Rearrangement of transcription factor binding sites profoundly affects the spatial specificity of the mα enhancer
We next sought to investigate, as we had for ASE5, the relationship between the architecture of the mα enhancer and its activity and spatial specificity. Again, we tested the functional consequences of rearranging its essential transcription factor binding motifs — five Su(H) sites, one proneural site, and two POU-HD sites (Figure 4A). We constructed three variants of the enhancer, called mα-shuffle1–3, in which the position of the proneural E-box motif is exchanged with that of the V1 site, the V2 site, or the fifth Su(H) site, respectively (Figure 4A).

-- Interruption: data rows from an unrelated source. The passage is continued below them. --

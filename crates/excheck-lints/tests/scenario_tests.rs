//! End-to-end scenarios: fixture programs through the resolver and all
//! three lint rules.

use excheck_common::diagnostics::lint_codes;
use excheck_lints::{LintContext, check_unit};
use excheck_model::{
    Annotation, ElementFlags, ElementKind, NodeData, Program, ProgramBuilder, TypeId, UnitId,
};
use excheck_resolver::{OverrideTable, ResolverSession};

fn check(program: &Program) -> Vec<(u32, String)> {
    let overrides = OverrideTable::new();
    let session = ResolverSession::new(program, &overrides);
    let ctx = LintContext::new(program, &session);
    check_unit(&ctx, UnitId(0))
        .into_iter()
        .map(|diagnostic| (diagnostic.code, diagnostic.message_text))
        .collect()
}

fn codes(diagnostics: &[(u32, String)]) -> Vec<u32> {
    diagnostics.iter().map(|(code, _)| *code).collect()
}

/// `@safe f() { throw Exception(); }` - one uncaught_throw at the throw.
#[test]
fn simple_unchecked_throw() {
    let mut builder = ProgramBuilder::new("package:app/app.dart");
    let f = builder.function("f", TypeId::VOID);
    builder.set_metadata(f, vec![Annotation::Safe]);
    let throw_node = builder.throw_of_type(TypeId::EXCEPTION, None);
    let stmt = builder.expr_stmt(throw_node);
    let body = builder.block([stmt]);
    builder.set_body(f, body);
    let program = builder.finish();

    let diagnostics = check(&program);
    assert_eq!(codes(&diagnostics), vec![lint_codes::UNCAUGHT_THROW]);
    assert_eq!(diagnostics[0].1, "Exception can't be thrown here");

    // f's configuration comes from @safe: nothing declared, undeclared
    // Errors allowed.
    let overrides = OverrideTable::new();
    let session = ResolverSession::new(&program, &overrides);
    let configuration = session.element_configuration(f).unwrap();
    let invoked = configuration.invoke().unwrap();
    assert!(invoked.throws.thrown_types().is_empty());
    assert!(invoked.throws.can_throw_undeclared);
}

/// `@safe f() { try { throw Exception(); } catch (e) {} }` - caught, no
/// diagnostics.
#[test]
fn caught_throw() {
    let mut builder = ProgramBuilder::new("package:app/app.dart");
    let f = builder.function("f", TypeId::VOID);
    builder.set_metadata(f, vec![Annotation::Safe]);
    let throw_node = builder.throw_of_type(TypeId::EXCEPTION, None);
    let stmt = builder.expr_stmt(throw_node);
    let try_body = builder.block([stmt]);
    let catch_body = builder.block([]);
    let catch_clause = builder.node(NodeData::CatchClause {
        exception_type: None,
        parameter: None,
        body: catch_body,
    });
    let try_stmt = builder.node(NodeData::Try {
        body: try_body,
        catches: [catch_clause].into_iter().collect(),
        finally: None,
    });
    let body = builder.block([try_stmt]);
    builder.set_body(f, body);
    let program = builder.finish();

    assert!(check(&program).is_empty());
}

/// `void g(@safe Fn callback); g(() => throw Exception())` - one
/// unsafe_assignment at the lambda, nothing else.
#[test]
fn unsafe_assignment_at_lambda() {
    let mut builder = ProgramBuilder::new("package:app/app.dart");
    let callback_type = builder.types().function_type([], TypeId::VOID);

    let g = builder.function("g", TypeId::VOID);
    let callback = builder.parameter(g, "callback", callback_type);
    builder.set_metadata(callback, vec![Annotation::Safe]);
    let g_body = builder.block([]);
    builder.set_body(g, g_body);

    // main() { g(() => throw Exception()); }
    let main = builder.function("main", TypeId::VOID);
    let closure = builder.closure_element(TypeId::VOID);
    let closure_body = builder.throw_of_type(TypeId::EXCEPTION, None);
    builder.set_body(closure, closure_body);
    let lambda = builder.node(NodeData::FunctionExpression {
        element: closure,
        parameter: Some(callback),
    });
    let call = builder.call(g, [lambda]);
    let stmt = builder.expr_stmt(call);
    let main_body = builder.block([stmt]);
    builder.set_body(main, main_body);
    let program = builder.finish();

    let diagnostics = check(&program);
    assert_eq!(codes(&diagnostics), vec![lint_codes::UNSAFE_ASSIGNMENT]);
}

/// Base declares `@Throws<FormatException> m()`; the override throws
/// IOException without an annotation - one unsafe_override on the
/// override.
#[test]
fn override_widening() {
    let mut builder = ProgramBuilder::new("package:app/app.dart");
    let format_exception =
        builder
            .types()
            .interface_full("FormatException", None, [TypeId::EXCEPTION], [], []);
    let io_exception =
        builder
            .types()
            .interface_full("IOException", None, [TypeId::EXCEPTION], [], []);

    let (base, base_ty) = builder.class("Base", None);
    let base_m = builder.member(base, "m", ElementKind::Method, Some(TypeId::VOID));
    builder.set_metadata(base_m, vec![Annotation::Throws(format_exception)]);
    let base_body = builder.block([]);
    builder.set_body(base_m, base_body);

    let (sub, _) = builder.class("Sub", Some(base_ty));
    let sub_m = builder.member(sub, "m", ElementKind::Method, Some(TypeId::VOID));
    let throw_node = builder.throw_of_type(io_exception, None);
    let stmt = builder.expr_stmt(throw_node);
    let sub_body = builder.block([stmt]);
    builder.set_body(sub_m, sub_body);
    let program = builder.finish();

    let diagnostics = check(&program);
    assert_eq!(codes(&diagnostics), vec![lint_codes::UNSAFE_OVERRIDE]);
}

/// `@Throws<E> Future<int> f() async { throw E(); }` awaited from a
/// `@safe` async function - one uncaught_throw at the await, naming E.
#[test]
fn await_propagation() {
    let mut builder = ProgramBuilder::new("package:app/app.dart");
    let e = builder
        .types()
        .interface_full("E", None, [TypeId::EXCEPTION], [], []);
    let int_ty = builder.types().interface("int", None);
    let future_int = builder.types().future(int_ty);
    let future_void = builder.types().future(TypeId::VOID);

    let f = builder.function("f", future_int);
    builder.add_flags(f, ElementFlags::ASYNC);
    builder.set_metadata(f, vec![Annotation::Throws(e)]);
    let throw_node = builder.throw_of_type(e, None);
    let stmt = builder.expr_stmt(throw_node);
    let f_body = builder.block([stmt]);
    builder.set_body(f, f_body);

    let g = builder.function("g", future_void);
    builder.add_flags(g, ElementFlags::ASYNC);
    builder.set_metadata(g, vec![Annotation::Safe]);
    let call = builder.call(f, []);
    let awaited = builder.node(NodeData::Await { expr: call });
    let stmt = builder.expr_stmt(awaited);
    let g_body = builder.block([stmt]);
    builder.set_body(g, g_body);
    let program = builder.finish();

    let diagnostics = check(&program);
    assert_eq!(codes(&diagnostics), vec![lint_codes::UNCAUGHT_THROW]);
    assert_eq!(diagnostics[0].1, "E can't be thrown here");
}

/// `@safe a() { b(); } @safe b() { a(); }` - mutual recursion settles
/// with empty throws and no diagnostics.
#[test]
fn mutual_recursion_settles() {
    let mut builder = ProgramBuilder::new("package:app/app.dart");
    let a = builder.function("a", TypeId::VOID);
    builder.set_metadata(a, vec![Annotation::Safe]);
    let b = builder.function("b", TypeId::VOID);
    builder.set_metadata(b, vec![Annotation::Safe]);

    let call_b = builder.call(b, []);
    let stmt = builder.expr_stmt(call_b);
    let a_body = builder.block([stmt]);
    builder.set_body(a, a_body);

    let call_a = builder.call(a, []);
    let stmt = builder.expr_stmt(call_a);
    let b_body = builder.block([stmt]);
    builder.set_body(b, b_body);
    let program = builder.finish();

    assert!(check(&program).is_empty());

    let overrides = OverrideTable::new();
    let session = ResolverSession::new(&program, &overrides);
    for element in [a, b] {
        let configuration = session.element_configuration(element).unwrap();
        assert!(
            configuration
                .invoke()
                .unwrap()
                .throws
                .thrown_types()
                .is_empty()
        );
    }
}
#[cfg(test)]
mod tests {
    use super::*;
    use rand::rngs::StdRng;
    use rand::{Rng, SeedableRng};

    const OPENINGS: [&str; 7] = [
        "It was the best of times, it was the worst of times,",
        "it was the age of wisdom, it was the age of foolishness,",
        "it was the epoch of belief, it was the epoch of incredulity,",
        "it was the season of Light, it was the season of Darkness,",
        "it was the spring of hope, it was the winter of despair,",
        "we had everything before us, we had nothing before us,",
        "we were all going direct to Heaven, we were all going direct the other way",
    ];

    fn openings_store() -> SimStore {
        let mut store = SimStore::default();
        for (i, text) in OPENINGS.iter().enumerate() {
            store.insert(text, i as i64 + 1);
        }
        store
    }

    #[test]
    fn empty_store_finds_nothing() {
        let store = SimStore::default();
        assert_eq!(store.contains("anything"), None);
        assert_eq!(store.find_closest("anything"), None);
        assert_eq!(store.find("anything", 64).ids, Vec::<i64>::new());
        assert_eq!(store.stats(), Stats { keys: 0, nodes: 0 });
    }

    #[test]
    fn contains_roundtrip() {
        let store = openings_store();
        for (i, text) in OPENINGS.iter().enumerate() {
            assert_eq!(store.contains(text), Some(i as i64 + 1));
        }
        assert_eq!(store.contains("never inserted"), None);
    }

    #[test]
    fn zero_radius_covers_exact_matches() {
        let store = openings_store();
        for (i, text) in OPENINGS.iter().enumerate() {
            assert!(store.find(text, 0).ids.contains(&(i as i64 + 1)));
        }
    }

    #[test]
    fn closest_favours_the_nearest_opening() {
        let store = openings_store();
        assert_eq!(
            store.find_closest("It was the best of times, it was the worst of times,"),
            Some(1)
        );
        assert_eq!(
            store.find_closest("It was the best of times and it was the worst of times"),
            Some(1)
        );
    }

    #[test]
    fn find_within_reaches_exact_entries() {
        let store = openings_store();
        assert_eq!(store.find_within(OPENINGS[2], 0), Some(3));
        assert!(store.find_within("completely different words here", 0).is_none());
    }

    #[test]
    fn closest_among_seeded_noise_is_the_sentinel() {
        let mut rng = StdRng::seed_from_u64(99);
        let mut store = SimStore::default();
        let mut keys = Vec::new();
        for id in 0..10_000i64 {
            let text = format!("{:016x}", rng.gen::<u64>());
            store.insert(&text, id);
            keys.push(store.hasher().fingerprint(&text));
        }
        let sentinel = "It was the best of times, it was the worst of times,";
        store.insert(sentinel, -1);
        keys.push(store.hasher().fingerprint(sentinel));

        assert_eq!(store.find_closest(sentinel), Some(-1));
        assert_eq!(
            store.find_closest("It was the best of times, it was peanut butter jelly time"),
            Some(-1)
        );

        // whatever wins, it must win by the full-distance oracle
        let query = store
            .hasher()
            .fingerprint("It was the best of times, it was peanut butter jelly time");
        let (best_key, _) = store.find_closest_fingerprint(query).unwrap();
        let optimum = keys
            .iter()
            .map(|&k| hamming_distance(k, query))
            .min()
            .unwrap();
        assert_eq!(hamming_distance(best_key, query), optimum);
    }

    #[test]
    fn radius_search_matches_the_scan_oracle() {
        let mut rng = StdRng::seed_from_u64(7);
        let mut store = SimStore::default();
        let mut keys = Vec::new();
        for id in 0..20_000i64 {
            let key = rng.gen::<u64>();
            store.insert_fingerprint(key, id);
            keys.push(key);
        }

        for id in (0..20_000usize).step_by(631) {
            assert_eq!(store.contains_fingerprint(keys[id]), Some(id as i64));
        }

        for _ in 0..100 {
            // queries hover near stored keys so small radii have matches
            let base = keys[rng.gen_range(0..keys.len())];
            let mut query = base;
            for _ in 0..rng.gen_range(0..=18) {
                query ^= 1u64 << rng.gen_range(0..64);
            }

            for distance in [1u8, 3, 5, 8, 16] {
                let found = store.find_fingerprint(query, distance);
                let mut via_trie: Vec<u64> =
                    found.ids.iter().map(|&id| keys[id as usize]).collect();
                let mut via_scan = store.find_scan_all(query, distance);
                via_trie.sort_unstable();
                via_scan.sort_unstable();
                assert_eq!(via_trie, via_scan);
            }
        }
    }

    #[test]
    fn radius_results_grow_with_the_budget() {
        let mut rng = StdRng::seed_from_u64(11);
        let mut store = SimStore::default();
        for id in 0..2_000i64 {
            store.insert_fingerprint(rng.gen::<u64>(), id);
        }
        let query = rng.gen::<u64>();
        let mut previous: Vec<i64> = Vec::new();
        for distance in [0u8, 4, 8, 16, 32, 64] {
            let mut ids = store.find_fingerprint(query, distance).ids;
            ids.sort_unstable();
            assert!(previous.iter().all(|id| ids.binary_search(id).is_ok()));
            previous = ids;
        }
        // the whole store is within 64 bits of anything
        assert_eq!(previous.len(), 2_000);
    }

    #[test]
    fn oversized_radius_behaves_like_sixty_four() {
        let mut store = SimStore::default();
        for id in 0..300i64 {
            store.insert_fingerprint((id as u64) << 8 | 0x17, id);
        }
        let everything = store.find_fingerprint(0, u8::MAX);
        assert_eq!(everything.ids.len(), 300);
    }

    #[test]
    fn split_redistributes_without_losing_entries() {
        let mut store = SimStore::default();
        for i in 0..256i64 {
            store.insert_fingerprint((i as u64) << 8 | 0xAB, i);
        }
        // still a single leaf at the cap
        assert_eq!(store.stats(), Stats { keys: 256, nodes: 0 });
        let mut before = store.find_fingerprint(0, 64).ids;
        before.sort_unstable();

        store.insert_fingerprint(256u64 << 8 | 0xAB, 256);

        // the root split on byte 0xAB and its lone child split in turn:
        // levels 0 and 1 are internal now
        let stats = store.stats();
        assert_eq!(stats.keys, 257);
        assert_eq!(stats.nodes, 1 + 256);

        let mut after = store.find_fingerprint(0, 64).ids;
        after.sort_unstable();
        before.push(256);
        assert_eq!(after, before);

        for i in 0..257i64 {
            assert_eq!(store.contains_fingerprint((i as u64) << 8 | 0xAB), Some(i));
        }
    }

    #[test]
    fn zero_radius_stays_on_its_own_path() {
        let mut store = SimStore::default();
        for i in 0..257i64 {
            store.insert_fingerprint((i as u64) << 8, i);
        }
        // level-0 byte of every key is 0x00, so the root has exactly one child
        let miss = store.find_fingerprint(0x50, 0);
        assert_eq!(miss.ids, Vec::<i64>::new());
        assert_eq!(miss.keys_checked, 0);
        assert_eq!(miss.nodes_checked, 1);

        // diverging only in the unresolved high bytes still reaches one leaf
        let deep_miss = store.find_fingerprint(0xDEAD_0000_0000_1200, 0);
        assert_eq!(deep_miss.ids, Vec::<i64>::new());
        assert_eq!(deep_miss.keys_checked, 1);
        assert_eq!(deep_miss.nodes_checked, 1 + 256);
    }

    #[test]
    fn identical_fingerprints_pile_up_at_the_deepest_level() {
        let mut store = SimStore::default();
        for id in 0..600i64 {
            store.insert_fingerprint(0xC0FF_EE00_DECA_F000, id);
        }
        // one chain of single children down to the level-7 leaf, which holds
        // everything and never splits
        assert_eq!(store.stats(), Stats { keys: 600, nodes: 7 });
        assert_eq!(store.contains_fingerprint(0xC0FF_EE00_DECA_F000), Some(0));

        let all = store.find_fingerprint(0xC0FF_EE00_DECA_F000, 0);
        assert_eq!(all.ids.len(), 600);
    }

    #[test]
    fn closest_is_optimal_over_random_keys() {
        let mut rng = StdRng::seed_from_u64(42);
        let mut store = SimStore::default();
        let mut keys = Vec::new();
        for id in 0..5_000i64 {
            let key = rng.gen::<u64>();
            store.insert_fingerprint(key, id);
            keys.push(key);
        }
        for _ in 0..50 {
            let query = rng.gen::<u64>();
            let (best_key, best_id) = store.find_closest_fingerprint(query).unwrap();
            assert_eq!(keys[best_id as usize], best_key);
            let optimum = keys
                .iter()
                .map(|&k| hamming_distance(k, query))
                .min()
                .unwrap();
            assert_eq!(hamming_distance(best_key, query), optimum);
        }
    }

    #[test]
    fn exact_key_shortcuts_the_closest_search() {
        let mut rng = StdRng::seed_from_u64(5);
        let mut store = SimStore::default();
        let mut keys = Vec::new();
        for id in 0..3_000i64 {
            let key = rng.gen::<u64>();
            store.insert_fingerprint(key, id);
            keys.push(key);
        }
        for id in (0..3_000usize).step_by(97) {
            let (best_key, _) = store.find_closest_fingerprint(keys[id]).unwrap();
            assert_eq!(best_key, keys[id]);
        }
    }

    #[test]
    fn pretty_summarises_the_tree() {
        let mut store = SimStore::default();
        let rendered = store.to_string();
        assert!(rendered.contains("keys [0/256]"));

        for i in 0..300i64 {
            store.insert_fingerprint((i as u64) << 8 | 0x01, i);
        }
        let rendered = store.to_string();
        assert!(rendered.contains("level  0"));
        assert!(rendered.contains("001: "));
    }
}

In each case, we observed major alterations in the module's spatial and quantitative patterns of activity in the wing imaginal disc (Figure 4B, 4D–4F; summarized in 4A). Both mα-shuffle1 and mα-shuffle2 exhibit severe reduction, and in some cases elimination, of the wild-type reporter's characteristic pattern of robust expression in various PNCs, with activity in certain clusters remaining at normal or near-normal levels (Figure 4B, 4D–4E). Note, for example, the loss of expression in the chemosensory organ clusters flanking the anterior wing margin, but the retention of expression in the dorsal and ventral radius clusters. In addition, both of these variant constructs exhibit ectopic expression in stripes that lie near the anterior-posterior boundary of the wing pouch; this is especially strong in the case of mα-shuffle2 (Figure 4D–4E). mα-shuffle3 likewise displays a strikingly altered pattern of activity (Figure 4B, 4F). Reporter expression is strongly reduced or eliminated in most or all PNCs, while the wing margin expression is essentially eliminated.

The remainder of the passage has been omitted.